Cirurgião voluntário devolve o sorriso a milhares de crianças e trabalha para abrir hospital no CE

Doutor Ferreira cedo descobriu que amor é cuidado e tem se empenhado a mudar a vida de pessoas com Fissura Labiopalatina

O sorriso vem sempre de longe, escreveu José Saramago. Doutor Ferreira cedo aprendeu isso. Não se trata apenas de mostrar os dentes, ampliar a musculatura da face. Tem mais a ver com sentir que o coração pode ficar feliz. Se o resultado for, de fato, alegria estampada da forma como conhecemos – lábios esticados e tudo – aí o mundo se agiganta, a beleza renasce.

É o que explica a vocação do cirurgião cearense para transformar a vida de milhares de crianças e famílias que diariamente chegam ao consultório em busca de motivo para viver melhor. Não são experiências fáceis, ele sabe bem. Mas gosta do desafio de prover amor em terra árida. Doutor Ferreira trata de pessoas acometidas por Fissura Labiopalatina.

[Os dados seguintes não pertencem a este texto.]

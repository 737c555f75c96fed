use rusqlite::types::Value;

use crate::query::clause::{join_segments, where_segment, Statement};

/// Builds `DELETE FROM <table> [WHERE <fragment>]`.
pub fn build_delete(table: &str, fragment: &str, args: Vec<Value>) -> Statement {
    let sql = join_segments([format!("DELETE FROM {}", table), where_segment(fragment)]);
    Statement::new(sql, args)
}
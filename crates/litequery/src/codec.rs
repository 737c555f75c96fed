//! Value encoding for writes and opportunistic decoding for reads.
//!
//! Arrays and objects are stored as JSON text. On the way back every column is
//! tried as JSON first; anything that does not parse is kept as produced by
//! SQLite. A consequence is that numeric-looking text such as `"42"` comes back
//! as the number `42`.

use rusqlite::types::Value;
use serde_json::{Number, Value as JsonValue};
use tracing::trace;

/// Parses `text` as JSON.
pub fn try_decode(text: &str) -> Option<JsonValue> {
    serde_json::from_str(text).ok()
}

/// Converts one stored value into its decoded form.
pub fn decode_value(value: Value) -> JsonValue {
    match value {
        Value::Null => JsonValue::Null,
        Value::Integer(i) => JsonValue::from(i),
        Value::Real(f) => Number::from_f64(f)
            .map(JsonValue::Number)
            .unwrap_or(JsonValue::Null),
        Value::Text(text) => try_decode(&text).unwrap_or_else(|| {
            trace!("keeping undecodable text column as-is");
            JsonValue::String(text)
        }),
        Value::Blob(bytes) => {
            let decoded = std::str::from_utf8(&bytes).ok().and_then(try_decode);
            match decoded {
                Some(value) => value,
                None => JsonValue::Array(bytes.into_iter().map(JsonValue::from).collect()),
            }
        }
    }
}

/// Converts one record value into a bindable parameter.
///
/// Booleans bind as `0`/`1`, matching SQLite's own representation.
pub fn encode_value(value: &JsonValue) -> Value {
    match value {
        JsonValue::Null => Value::Null,
        JsonValue::Bool(b) => Value::Integer(i64::from(*b)),
        JsonValue::Number(n) => match n.as_i64() {
            Some(i) => Value::Integer(i),
            None => n.as_f64().map(Value::Real).unwrap_or(Value::Null),
        },
        JsonValue::String(s) => Value::Text(s.clone()),
        JsonValue::Array(_) | JsonValue::Object(_) => Value::Text(value.to_string()),
    }
}
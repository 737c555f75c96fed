//! Statement dispatch.
//!
//! The executor is the only part of the crate that performs I/O. SQLite calls
//! are blocking, so each statement runs on the blocking pool through
//! [`tokio::task::spawn_blocking`] and the caller awaits its single result.

use std::sync::{Arc, Mutex, PoisonError};

use rusqlite::{params_from_iter, types::Value, Connection};
use tracing::debug;

use crate::{
    error::{DbError, Result},
    query::Statement,
    row::RawRow,
};

/// Acknowledgement of a successful write. Carries no row data.
#[derive(Debug, Clone, Copy, Default, PartialEq, Eq)]
pub struct Completion {
    /// Rows changed by the statement. Zero is still a success.
    pub rows_affected: usize,
    /// Rowid of the most recent successful INSERT on this connection.
    pub last_insert_id: i64,
}

/// Result of running a statement.
#[derive(Debug, Clone, PartialEq)]
pub enum Outcome {
    Rows(Vec<RawRow>),
    Done(Completion),
}

impl Outcome {
    /// The rows of a read, or `None` for a write.
    pub fn into_rows(self) -> Option<Vec<RawRow>> {
        match self {
            Outcome::Rows(rows) => Some(rows),
            Outcome::Done(_) => None,
        }
    }

    /// The acknowledgement of a write, or `None` for a read.
    pub fn into_completion(self) -> Option<Completion> {
        match self {
            Outcome::Rows(_) => None,
            Outcome::Done(completion) => Some(completion),
        }
    }
}

/// Returns true when the statement starts with the `SELECT` keyword.
pub fn is_read(sql: &str) -> bool {
    sql.trim_start()
        .get(..6)
        .is_some_and(|head| head.eq_ignore_ascii_case("select"))
}

/// Runs statements against one connection.
#[derive(Clone)]
pub struct Executor {
    conn: Arc<Mutex<Option<Connection>>>,
}

impl Executor {
    pub fn new(conn: Connection) -> Self {
        Self {
            conn: Arc::new(Mutex::new(Some(conn))),
        }
    }

    /// Runs one statement exactly once.
    ///
    /// Reads resolve with the produced rows, writes with a [`Completion`].
    /// Store failures come back unchanged as [`DbError::QueryError`].
    pub async fn run(&self, statement: Statement) -> Result<Outcome> {
        let conn = Arc::clone(&self.conn);
        tokio::task::spawn_blocking(move || {
            let mut guard = conn.lock().map_err(|_| DbError::PoisonError)?;
            let conn = guard.as_mut().ok_or(DbError::ConnectionClosed)?;
            dispatch(conn, &statement)
        })
        .await?
    }

    /// Closes the connection. Later runs fail with [`DbError::ConnectionClosed`].
    ///
    /// Waiting for an in-flight statement to release the connection happens
    /// on the blocking pool, like [`Executor::run`]. Closing an already closed
    /// executor is a no-op.
    pub async fn close(&self) -> Result<()> {
        let conn = Arc::clone(&self.conn);
        tokio::task::spawn_blocking(move || {
            let mut guard = conn.lock().map_err(|_| DbError::PoisonError)?;
            let Some(conn) = guard.take() else {
                return Ok(());
            };

            match conn.close() {
                Ok(()) => {
                    debug!("closed database connection");
                    Ok(())
                }
                Err((conn, err)) => {
                    *guard = Some(conn);
                    Err(err.into())
                }
            }
        })
        .await?
    }

    pub fn is_closed(&self) -> bool {
        self.conn
            .lock()
            .unwrap_or_else(PoisonError::into_inner)
            .is_none()
    }
}

fn dispatch(conn: &mut Connection, statement: &Statement) -> Result<Outcome> {
    let params = params_from_iter(statement.params.iter());

    if is_read(&statement.sql) {
        debug!(
            sql = %statement.sql,
            params = statement.params.len(),
            "running read statement"
        );

        let mut stmt = conn.prepare(&statement.sql)?;
        let columns: Vec<String> = stmt.column_names().into_iter().map(String::from).collect();

        let mut rows = stmt.query(params)?;
        let mut result = Vec::new();
        while let Some(row) = rows.next()? {
            let values = (0..columns.len())
                .map(|idx| row.get::<_, Value>(idx))
                .collect::<rusqlite::Result<Vec<_>>>()?;
            result.push(RawRow::new(columns.clone(), values));
        }

        Ok(Outcome::Rows(result))
    } else {
        debug!(
            sql = %statement.sql,
            params = statement.params.len(),
            "running write statement"
        );

        let mut stmt = conn.prepare(&statement.sql)?;
        let rows_affected = stmt.execute(params)?;
        stmt.finalize()?;

        Ok(Outcome::Done(Completion {
            rows_affected,
            last_insert_id: conn.last_insert_rowid(),
        }))
    }
}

Antigamente chamada de Lábio Leporino, é uma malformação ocorrida durante a gestação. No início da formação do feto, a face pode se fechar e formar fissuras. Não existe causa específica, apenas ocorre. É multifatorial. Pode acontecer devido à genética, ao consumo de álcool e drogas e até por medicação tomada pela mãe sem saber que estava grávida.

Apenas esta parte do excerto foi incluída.